Segment Start: WORKING DATA
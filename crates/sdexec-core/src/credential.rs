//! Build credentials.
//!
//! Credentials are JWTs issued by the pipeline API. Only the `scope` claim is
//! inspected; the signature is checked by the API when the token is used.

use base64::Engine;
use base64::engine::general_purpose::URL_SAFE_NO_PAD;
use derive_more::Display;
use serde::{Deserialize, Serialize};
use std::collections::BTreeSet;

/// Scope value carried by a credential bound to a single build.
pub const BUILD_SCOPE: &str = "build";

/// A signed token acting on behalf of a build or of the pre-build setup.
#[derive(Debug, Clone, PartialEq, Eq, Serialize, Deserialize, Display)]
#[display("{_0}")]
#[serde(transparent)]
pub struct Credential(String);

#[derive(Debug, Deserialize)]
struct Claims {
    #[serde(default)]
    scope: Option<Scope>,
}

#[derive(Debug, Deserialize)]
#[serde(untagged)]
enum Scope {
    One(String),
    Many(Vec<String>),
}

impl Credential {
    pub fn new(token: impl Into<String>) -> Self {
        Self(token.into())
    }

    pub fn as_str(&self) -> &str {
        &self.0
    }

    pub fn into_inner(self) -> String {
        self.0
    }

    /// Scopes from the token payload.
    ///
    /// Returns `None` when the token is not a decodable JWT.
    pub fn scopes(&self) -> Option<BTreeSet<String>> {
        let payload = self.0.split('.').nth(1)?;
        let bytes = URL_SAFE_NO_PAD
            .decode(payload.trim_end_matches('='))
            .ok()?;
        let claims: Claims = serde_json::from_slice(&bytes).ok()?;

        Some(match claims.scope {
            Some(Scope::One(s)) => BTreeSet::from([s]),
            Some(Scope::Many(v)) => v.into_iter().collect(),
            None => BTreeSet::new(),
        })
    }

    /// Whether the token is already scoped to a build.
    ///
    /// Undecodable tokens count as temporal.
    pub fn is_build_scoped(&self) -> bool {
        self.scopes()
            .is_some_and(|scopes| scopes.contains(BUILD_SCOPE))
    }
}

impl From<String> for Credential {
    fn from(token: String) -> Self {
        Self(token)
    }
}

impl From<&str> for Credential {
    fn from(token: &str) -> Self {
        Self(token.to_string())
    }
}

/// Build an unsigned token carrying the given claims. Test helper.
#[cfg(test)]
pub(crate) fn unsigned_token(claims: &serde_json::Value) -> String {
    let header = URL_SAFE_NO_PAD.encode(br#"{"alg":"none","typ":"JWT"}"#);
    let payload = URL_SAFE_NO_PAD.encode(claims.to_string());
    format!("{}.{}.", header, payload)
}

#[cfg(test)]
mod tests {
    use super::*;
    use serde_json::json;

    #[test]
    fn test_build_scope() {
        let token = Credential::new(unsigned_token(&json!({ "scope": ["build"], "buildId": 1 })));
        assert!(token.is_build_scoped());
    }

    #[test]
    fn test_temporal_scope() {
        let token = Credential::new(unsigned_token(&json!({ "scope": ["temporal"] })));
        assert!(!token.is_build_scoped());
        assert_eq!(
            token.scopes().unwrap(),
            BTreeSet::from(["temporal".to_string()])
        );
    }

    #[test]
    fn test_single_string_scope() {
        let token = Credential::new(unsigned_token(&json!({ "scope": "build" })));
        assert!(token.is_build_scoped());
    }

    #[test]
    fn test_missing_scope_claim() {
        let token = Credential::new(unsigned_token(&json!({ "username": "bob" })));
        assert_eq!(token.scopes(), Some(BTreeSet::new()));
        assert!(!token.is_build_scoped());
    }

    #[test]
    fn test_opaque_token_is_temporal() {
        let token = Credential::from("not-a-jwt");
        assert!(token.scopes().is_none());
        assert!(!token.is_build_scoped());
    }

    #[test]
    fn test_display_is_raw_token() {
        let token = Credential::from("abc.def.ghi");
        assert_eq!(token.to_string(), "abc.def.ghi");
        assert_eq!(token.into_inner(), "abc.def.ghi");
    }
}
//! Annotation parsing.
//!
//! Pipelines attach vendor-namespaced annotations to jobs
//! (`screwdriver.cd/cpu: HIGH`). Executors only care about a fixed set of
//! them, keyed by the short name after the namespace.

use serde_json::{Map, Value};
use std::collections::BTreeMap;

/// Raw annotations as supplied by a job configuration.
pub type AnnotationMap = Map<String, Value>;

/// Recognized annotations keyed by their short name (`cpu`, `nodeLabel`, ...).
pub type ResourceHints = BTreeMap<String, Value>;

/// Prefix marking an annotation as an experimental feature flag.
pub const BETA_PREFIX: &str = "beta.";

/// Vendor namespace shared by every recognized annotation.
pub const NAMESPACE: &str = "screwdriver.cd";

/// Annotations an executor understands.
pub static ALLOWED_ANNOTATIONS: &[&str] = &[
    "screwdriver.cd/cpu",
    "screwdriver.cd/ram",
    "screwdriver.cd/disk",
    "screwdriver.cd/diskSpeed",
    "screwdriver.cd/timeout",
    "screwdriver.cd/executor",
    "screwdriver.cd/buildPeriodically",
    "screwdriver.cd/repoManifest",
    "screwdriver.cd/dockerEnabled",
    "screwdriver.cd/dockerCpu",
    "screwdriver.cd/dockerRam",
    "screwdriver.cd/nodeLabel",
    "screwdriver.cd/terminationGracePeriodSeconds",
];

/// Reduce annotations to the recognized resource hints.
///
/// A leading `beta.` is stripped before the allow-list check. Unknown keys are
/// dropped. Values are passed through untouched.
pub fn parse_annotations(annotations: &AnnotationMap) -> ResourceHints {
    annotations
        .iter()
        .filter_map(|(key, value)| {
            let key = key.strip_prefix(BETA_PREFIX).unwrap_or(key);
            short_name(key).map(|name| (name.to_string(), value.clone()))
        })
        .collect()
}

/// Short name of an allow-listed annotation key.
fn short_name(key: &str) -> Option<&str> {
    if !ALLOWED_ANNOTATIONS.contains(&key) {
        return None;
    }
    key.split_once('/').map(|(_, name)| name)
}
Segment End: WORKING DATA
Segment Start: WORKING DATA
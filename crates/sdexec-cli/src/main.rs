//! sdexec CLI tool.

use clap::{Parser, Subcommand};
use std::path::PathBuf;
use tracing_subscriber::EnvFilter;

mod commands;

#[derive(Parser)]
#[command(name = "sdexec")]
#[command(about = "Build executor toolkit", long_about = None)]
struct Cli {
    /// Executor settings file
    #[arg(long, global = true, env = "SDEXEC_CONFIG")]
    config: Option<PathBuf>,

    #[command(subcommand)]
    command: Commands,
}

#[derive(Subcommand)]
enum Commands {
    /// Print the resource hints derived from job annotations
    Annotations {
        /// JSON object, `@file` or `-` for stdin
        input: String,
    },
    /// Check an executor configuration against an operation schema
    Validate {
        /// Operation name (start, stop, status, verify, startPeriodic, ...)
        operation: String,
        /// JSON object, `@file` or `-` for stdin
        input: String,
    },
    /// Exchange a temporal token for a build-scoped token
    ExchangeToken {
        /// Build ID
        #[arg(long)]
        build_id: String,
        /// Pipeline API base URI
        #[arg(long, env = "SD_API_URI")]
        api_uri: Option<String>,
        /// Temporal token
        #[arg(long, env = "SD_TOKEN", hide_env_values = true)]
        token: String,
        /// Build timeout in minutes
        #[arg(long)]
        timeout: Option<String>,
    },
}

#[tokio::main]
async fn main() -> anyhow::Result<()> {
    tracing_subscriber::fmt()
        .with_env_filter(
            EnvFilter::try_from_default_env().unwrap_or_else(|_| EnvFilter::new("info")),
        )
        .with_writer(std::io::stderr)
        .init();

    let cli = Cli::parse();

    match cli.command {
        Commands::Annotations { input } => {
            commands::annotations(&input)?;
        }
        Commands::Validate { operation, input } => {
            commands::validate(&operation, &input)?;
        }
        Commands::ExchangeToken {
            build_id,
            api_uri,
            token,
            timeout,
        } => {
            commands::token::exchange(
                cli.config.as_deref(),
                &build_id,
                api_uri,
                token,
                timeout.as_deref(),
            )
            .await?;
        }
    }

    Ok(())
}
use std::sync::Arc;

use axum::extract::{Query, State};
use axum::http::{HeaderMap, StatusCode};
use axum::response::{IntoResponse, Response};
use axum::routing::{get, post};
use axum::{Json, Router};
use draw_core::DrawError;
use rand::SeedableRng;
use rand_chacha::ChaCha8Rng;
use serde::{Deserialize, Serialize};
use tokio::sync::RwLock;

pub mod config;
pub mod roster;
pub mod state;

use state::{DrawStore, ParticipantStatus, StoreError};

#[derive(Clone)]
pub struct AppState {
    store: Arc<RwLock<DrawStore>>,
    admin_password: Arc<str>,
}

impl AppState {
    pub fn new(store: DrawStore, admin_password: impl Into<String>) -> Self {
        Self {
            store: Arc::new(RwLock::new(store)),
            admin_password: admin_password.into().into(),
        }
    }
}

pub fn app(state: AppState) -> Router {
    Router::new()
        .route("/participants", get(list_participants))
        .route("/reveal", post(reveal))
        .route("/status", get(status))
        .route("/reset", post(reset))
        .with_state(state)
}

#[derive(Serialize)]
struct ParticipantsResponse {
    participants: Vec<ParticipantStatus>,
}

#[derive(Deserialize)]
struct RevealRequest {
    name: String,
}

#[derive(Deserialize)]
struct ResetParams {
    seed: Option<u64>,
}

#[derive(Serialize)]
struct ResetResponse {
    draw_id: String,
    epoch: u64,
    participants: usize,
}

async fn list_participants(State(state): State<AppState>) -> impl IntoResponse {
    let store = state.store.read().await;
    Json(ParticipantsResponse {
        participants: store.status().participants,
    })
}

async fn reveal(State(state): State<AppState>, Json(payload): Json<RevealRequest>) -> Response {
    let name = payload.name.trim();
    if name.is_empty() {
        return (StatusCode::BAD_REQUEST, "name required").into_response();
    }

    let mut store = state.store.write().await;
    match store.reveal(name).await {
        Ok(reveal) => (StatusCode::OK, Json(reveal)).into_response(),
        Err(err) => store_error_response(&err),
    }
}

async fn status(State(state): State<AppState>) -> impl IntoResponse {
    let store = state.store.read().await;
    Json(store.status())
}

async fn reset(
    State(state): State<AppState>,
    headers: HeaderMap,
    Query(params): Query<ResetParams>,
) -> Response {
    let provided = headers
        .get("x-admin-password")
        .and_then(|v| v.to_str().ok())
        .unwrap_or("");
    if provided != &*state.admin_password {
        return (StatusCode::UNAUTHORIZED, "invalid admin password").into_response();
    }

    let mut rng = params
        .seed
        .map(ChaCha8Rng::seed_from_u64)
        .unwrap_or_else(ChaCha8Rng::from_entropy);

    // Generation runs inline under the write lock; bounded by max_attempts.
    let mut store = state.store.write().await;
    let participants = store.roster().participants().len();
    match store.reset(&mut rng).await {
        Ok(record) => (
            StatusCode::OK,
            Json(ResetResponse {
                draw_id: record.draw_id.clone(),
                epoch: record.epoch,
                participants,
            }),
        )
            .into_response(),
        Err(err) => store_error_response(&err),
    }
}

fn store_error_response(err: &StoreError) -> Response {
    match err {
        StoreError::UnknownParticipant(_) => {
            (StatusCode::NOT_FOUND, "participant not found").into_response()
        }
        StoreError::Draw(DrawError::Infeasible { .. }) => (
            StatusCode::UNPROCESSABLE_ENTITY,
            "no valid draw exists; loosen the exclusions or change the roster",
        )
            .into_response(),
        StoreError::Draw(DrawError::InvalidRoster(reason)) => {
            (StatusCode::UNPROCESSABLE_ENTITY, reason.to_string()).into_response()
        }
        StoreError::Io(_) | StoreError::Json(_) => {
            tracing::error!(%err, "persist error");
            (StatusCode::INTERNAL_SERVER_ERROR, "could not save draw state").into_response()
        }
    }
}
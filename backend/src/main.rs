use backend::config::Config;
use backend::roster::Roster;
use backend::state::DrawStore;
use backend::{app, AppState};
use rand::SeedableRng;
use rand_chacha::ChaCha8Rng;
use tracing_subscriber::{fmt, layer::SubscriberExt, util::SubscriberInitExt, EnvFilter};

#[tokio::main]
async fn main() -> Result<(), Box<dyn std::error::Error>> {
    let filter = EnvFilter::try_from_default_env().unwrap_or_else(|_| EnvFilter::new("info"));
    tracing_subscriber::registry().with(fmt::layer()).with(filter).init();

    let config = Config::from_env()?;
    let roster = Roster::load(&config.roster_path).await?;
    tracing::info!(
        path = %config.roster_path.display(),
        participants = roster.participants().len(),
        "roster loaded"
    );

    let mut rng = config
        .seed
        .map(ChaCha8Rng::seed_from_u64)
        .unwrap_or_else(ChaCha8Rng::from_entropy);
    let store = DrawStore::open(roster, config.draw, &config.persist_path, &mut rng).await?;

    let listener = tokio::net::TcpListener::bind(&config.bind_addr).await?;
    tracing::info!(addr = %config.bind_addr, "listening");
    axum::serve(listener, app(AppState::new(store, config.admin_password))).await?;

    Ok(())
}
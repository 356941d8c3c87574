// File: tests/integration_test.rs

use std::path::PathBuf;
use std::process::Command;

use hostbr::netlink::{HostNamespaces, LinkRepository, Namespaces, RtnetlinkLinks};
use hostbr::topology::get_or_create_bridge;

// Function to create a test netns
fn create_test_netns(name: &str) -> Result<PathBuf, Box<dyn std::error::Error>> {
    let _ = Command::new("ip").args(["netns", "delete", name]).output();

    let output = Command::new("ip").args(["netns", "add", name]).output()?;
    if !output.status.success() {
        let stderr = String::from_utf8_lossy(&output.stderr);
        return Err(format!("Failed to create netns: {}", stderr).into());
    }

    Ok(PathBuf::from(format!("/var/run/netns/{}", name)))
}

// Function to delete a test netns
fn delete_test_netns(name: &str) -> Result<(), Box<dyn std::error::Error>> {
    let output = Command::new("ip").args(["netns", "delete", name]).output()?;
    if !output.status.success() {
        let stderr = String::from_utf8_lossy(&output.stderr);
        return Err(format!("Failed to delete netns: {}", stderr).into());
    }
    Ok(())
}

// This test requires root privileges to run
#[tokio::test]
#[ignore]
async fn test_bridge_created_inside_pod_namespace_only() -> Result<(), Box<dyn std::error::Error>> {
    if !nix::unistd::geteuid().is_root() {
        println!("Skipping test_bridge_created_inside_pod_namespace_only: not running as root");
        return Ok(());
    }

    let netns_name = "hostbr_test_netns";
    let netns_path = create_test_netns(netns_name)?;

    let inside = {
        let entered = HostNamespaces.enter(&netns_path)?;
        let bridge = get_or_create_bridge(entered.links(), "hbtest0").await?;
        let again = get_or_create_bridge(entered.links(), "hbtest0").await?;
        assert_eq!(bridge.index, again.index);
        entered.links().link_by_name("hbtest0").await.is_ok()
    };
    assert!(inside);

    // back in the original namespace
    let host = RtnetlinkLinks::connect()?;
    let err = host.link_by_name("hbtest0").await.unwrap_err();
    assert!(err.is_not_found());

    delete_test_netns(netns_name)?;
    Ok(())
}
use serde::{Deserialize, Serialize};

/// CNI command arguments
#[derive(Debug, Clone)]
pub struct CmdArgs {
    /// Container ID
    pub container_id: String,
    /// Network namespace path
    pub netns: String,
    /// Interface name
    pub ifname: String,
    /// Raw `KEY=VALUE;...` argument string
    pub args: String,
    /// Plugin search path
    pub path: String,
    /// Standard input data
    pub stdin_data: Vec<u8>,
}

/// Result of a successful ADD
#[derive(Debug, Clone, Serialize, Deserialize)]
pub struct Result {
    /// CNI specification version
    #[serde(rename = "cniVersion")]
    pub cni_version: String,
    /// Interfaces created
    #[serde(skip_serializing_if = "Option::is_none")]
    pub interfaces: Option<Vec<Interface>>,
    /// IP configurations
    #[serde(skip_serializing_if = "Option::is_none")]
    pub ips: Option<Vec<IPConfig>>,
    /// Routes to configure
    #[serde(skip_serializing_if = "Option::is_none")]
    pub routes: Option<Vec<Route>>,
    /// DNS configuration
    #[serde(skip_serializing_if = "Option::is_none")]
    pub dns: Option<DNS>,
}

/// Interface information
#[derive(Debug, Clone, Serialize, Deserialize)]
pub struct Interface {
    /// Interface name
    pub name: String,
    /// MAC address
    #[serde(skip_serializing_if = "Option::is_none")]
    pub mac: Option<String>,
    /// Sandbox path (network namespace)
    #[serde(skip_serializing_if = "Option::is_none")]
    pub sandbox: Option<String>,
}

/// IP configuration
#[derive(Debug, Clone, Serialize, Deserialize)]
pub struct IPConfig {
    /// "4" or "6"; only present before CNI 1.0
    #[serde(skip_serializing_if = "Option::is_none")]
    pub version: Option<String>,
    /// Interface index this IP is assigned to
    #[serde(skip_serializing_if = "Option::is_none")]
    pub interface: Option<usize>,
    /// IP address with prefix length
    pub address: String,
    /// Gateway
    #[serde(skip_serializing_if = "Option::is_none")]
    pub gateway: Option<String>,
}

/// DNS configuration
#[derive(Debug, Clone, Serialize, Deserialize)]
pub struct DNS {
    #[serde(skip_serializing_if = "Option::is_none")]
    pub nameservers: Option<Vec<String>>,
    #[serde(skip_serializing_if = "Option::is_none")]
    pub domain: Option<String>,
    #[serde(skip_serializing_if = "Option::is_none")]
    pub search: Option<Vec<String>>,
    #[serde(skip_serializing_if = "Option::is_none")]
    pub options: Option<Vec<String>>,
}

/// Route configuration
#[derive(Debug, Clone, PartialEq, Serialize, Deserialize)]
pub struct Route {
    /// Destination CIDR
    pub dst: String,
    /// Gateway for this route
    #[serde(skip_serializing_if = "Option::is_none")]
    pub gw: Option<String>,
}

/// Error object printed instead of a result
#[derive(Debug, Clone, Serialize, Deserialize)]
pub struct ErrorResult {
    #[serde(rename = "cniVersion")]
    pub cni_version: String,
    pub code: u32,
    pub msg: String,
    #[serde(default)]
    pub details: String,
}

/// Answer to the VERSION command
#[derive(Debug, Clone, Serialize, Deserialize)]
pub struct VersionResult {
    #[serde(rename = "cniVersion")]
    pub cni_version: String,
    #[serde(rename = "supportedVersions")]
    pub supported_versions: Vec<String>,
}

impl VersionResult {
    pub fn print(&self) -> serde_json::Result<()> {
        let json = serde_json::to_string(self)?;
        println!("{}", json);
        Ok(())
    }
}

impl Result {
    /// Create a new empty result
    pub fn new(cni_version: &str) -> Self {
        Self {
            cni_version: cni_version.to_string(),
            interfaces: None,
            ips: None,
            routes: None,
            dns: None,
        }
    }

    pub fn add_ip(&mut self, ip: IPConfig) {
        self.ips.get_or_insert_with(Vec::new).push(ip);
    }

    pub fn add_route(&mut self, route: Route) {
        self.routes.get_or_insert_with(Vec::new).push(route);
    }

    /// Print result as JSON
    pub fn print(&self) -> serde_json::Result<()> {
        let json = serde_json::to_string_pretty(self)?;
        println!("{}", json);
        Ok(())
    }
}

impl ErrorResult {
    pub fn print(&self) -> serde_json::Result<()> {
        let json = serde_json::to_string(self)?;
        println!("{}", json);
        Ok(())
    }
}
Segment End: WORKING DATA
Segment Start: WORKING DATA
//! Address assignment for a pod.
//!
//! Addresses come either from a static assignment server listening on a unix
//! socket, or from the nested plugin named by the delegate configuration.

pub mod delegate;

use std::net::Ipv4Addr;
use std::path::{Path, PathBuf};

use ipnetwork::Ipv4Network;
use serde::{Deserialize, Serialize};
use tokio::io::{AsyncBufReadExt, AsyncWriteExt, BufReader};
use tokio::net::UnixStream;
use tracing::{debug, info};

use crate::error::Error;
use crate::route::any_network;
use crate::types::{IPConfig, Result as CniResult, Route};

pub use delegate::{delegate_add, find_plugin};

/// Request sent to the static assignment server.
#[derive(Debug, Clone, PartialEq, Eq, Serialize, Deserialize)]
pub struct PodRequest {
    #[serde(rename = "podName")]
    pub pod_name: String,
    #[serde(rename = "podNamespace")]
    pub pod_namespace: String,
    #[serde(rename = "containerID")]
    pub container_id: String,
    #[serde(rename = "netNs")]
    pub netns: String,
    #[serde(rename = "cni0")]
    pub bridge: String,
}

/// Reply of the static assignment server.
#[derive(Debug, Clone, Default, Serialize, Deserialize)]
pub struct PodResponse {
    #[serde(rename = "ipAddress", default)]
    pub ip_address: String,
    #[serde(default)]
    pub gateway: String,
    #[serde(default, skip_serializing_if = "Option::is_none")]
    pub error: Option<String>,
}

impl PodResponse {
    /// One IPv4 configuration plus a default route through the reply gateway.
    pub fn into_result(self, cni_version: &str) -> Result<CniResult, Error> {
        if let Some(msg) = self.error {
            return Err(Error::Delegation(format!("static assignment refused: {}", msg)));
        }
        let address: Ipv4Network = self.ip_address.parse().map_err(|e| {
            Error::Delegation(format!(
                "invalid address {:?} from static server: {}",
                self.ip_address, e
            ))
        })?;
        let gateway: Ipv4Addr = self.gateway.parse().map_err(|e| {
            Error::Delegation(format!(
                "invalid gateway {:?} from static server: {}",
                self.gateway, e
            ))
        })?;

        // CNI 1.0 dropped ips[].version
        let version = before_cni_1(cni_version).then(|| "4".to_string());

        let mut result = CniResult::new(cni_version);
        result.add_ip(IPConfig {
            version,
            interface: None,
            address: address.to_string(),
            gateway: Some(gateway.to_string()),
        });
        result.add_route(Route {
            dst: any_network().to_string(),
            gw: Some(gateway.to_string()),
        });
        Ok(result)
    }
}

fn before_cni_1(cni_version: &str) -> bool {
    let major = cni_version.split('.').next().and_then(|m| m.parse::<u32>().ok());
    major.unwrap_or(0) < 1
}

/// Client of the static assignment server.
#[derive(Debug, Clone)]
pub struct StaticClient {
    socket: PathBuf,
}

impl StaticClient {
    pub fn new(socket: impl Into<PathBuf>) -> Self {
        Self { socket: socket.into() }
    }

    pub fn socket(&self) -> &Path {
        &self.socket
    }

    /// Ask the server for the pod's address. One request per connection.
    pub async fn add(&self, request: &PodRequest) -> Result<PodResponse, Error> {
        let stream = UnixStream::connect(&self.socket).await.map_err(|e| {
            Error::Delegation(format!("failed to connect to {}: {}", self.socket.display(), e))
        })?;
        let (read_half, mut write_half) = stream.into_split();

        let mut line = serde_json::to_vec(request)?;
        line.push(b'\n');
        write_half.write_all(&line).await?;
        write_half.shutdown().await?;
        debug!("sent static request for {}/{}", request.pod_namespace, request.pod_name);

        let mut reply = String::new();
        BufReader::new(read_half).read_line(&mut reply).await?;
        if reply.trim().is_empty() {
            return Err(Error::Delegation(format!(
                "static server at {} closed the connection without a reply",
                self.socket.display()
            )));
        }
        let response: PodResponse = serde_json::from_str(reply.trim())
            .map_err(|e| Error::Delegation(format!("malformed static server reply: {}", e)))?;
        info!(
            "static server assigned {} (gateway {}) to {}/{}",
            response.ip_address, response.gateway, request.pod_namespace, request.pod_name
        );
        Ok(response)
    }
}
Segment End: WORKING DATA
**ASSIGNED TASK:** Considering only the material above, set down every line from the one with "filename crates/sdexec-core/src/credential.rs" to the one with "#[serde(transparent)]", inclusive, exactly as written.

**FINISHED EXERCISE:**
filename crates/sdexec-core/src/credential.rs
//! Build credentials.
//!
//! Credentials are JWTs issued by the pipeline API. Only the `scope` claim is
//! inspected; the signature is checked by the API when the token is used.

use base64::Engine;
use base64::engine::general_purpose::URL_SAFE_NO_PAD;
use derive_more::Display;
use serde::{Deserialize, Serialize};
use std::collections::BTreeSet;

/// Scope value carried by a credential bound to a single build.
pub const BUILD_SCOPE: &str = "build";

/// A signed token acting on behalf of a build or of the pre-build setup.
#[derive(Debug, Clone, PartialEq, Eq, Serialize, Deserialize, Display)]
#[display("{_0}")]
#[serde(transparent)]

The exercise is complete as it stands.